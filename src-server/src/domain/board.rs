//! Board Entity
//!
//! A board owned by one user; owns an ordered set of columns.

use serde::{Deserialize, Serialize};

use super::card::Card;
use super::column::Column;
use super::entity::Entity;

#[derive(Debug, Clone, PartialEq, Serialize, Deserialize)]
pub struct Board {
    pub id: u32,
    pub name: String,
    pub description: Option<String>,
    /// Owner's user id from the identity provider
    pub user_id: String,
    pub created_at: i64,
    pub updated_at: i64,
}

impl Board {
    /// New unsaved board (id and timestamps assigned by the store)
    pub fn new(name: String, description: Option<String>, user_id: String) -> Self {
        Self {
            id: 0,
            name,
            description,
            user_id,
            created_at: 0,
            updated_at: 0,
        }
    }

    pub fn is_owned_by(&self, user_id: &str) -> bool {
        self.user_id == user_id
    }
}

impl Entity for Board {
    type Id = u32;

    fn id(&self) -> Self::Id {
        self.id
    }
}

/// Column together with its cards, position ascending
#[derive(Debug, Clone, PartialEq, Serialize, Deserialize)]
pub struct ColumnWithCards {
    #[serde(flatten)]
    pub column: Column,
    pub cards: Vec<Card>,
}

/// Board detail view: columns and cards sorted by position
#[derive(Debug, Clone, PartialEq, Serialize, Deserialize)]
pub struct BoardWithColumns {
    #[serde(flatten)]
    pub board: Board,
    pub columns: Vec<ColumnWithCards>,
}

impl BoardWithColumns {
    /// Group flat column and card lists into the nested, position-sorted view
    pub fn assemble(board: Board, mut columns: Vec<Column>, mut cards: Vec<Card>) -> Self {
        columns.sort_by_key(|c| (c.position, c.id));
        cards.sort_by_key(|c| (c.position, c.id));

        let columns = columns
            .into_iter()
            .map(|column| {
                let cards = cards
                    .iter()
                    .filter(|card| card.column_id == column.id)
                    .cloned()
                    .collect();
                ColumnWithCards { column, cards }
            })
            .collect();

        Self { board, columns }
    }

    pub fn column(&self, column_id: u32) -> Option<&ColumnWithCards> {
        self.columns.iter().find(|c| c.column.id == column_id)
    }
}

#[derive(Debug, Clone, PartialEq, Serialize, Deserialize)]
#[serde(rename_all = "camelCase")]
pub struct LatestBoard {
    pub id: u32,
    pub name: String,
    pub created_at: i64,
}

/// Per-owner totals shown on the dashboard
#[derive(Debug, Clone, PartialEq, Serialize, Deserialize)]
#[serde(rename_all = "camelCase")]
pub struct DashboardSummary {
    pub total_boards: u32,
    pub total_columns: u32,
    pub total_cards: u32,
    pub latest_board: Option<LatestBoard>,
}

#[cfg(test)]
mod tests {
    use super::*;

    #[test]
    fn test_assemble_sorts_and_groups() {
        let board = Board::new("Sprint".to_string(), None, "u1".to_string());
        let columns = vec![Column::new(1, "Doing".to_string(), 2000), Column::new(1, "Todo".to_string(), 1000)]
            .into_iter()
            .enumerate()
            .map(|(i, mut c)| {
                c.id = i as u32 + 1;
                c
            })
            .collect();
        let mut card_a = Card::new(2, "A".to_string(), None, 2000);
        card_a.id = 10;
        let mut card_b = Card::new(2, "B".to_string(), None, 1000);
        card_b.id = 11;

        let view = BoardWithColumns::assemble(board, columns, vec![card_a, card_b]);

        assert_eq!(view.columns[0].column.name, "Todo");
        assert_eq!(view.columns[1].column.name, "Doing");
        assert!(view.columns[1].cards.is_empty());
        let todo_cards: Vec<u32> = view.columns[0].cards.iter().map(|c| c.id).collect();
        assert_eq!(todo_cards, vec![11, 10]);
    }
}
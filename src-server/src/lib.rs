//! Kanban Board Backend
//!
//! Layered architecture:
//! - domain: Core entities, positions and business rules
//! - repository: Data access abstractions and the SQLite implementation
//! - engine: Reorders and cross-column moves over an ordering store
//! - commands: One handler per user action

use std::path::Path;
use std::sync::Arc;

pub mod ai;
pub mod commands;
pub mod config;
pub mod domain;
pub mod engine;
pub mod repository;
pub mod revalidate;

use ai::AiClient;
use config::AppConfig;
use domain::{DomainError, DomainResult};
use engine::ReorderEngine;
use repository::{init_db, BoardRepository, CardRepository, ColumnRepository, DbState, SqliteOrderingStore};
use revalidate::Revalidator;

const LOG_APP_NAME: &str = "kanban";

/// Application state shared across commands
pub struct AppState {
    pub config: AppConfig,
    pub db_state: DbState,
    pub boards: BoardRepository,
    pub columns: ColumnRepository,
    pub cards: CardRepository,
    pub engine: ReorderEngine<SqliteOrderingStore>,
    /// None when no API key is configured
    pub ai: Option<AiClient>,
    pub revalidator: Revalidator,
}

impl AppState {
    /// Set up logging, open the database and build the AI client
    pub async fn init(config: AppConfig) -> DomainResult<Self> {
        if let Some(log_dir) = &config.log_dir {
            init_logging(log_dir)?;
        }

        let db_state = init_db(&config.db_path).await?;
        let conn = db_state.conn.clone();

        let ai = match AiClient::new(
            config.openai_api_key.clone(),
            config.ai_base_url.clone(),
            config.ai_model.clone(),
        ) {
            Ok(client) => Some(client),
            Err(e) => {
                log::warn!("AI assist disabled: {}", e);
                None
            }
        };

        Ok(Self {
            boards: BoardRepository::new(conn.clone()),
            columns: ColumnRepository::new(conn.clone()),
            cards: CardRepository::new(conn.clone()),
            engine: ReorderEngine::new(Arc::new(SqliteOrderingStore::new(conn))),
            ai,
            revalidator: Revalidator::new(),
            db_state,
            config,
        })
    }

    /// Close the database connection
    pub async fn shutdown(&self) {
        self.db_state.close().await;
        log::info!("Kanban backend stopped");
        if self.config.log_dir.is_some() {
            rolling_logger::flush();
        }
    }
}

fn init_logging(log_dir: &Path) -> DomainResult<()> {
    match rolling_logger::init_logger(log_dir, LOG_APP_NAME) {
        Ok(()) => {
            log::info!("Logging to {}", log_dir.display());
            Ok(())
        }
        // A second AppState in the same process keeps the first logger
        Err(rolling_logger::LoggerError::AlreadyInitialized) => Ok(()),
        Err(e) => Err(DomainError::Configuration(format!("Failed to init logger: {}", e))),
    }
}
---*---
EXERCISE PROMPT: For this exercise, work out how many lines in the material include "DomainError", and give only the number.

ANSWER TO THIS EXERCISE: 2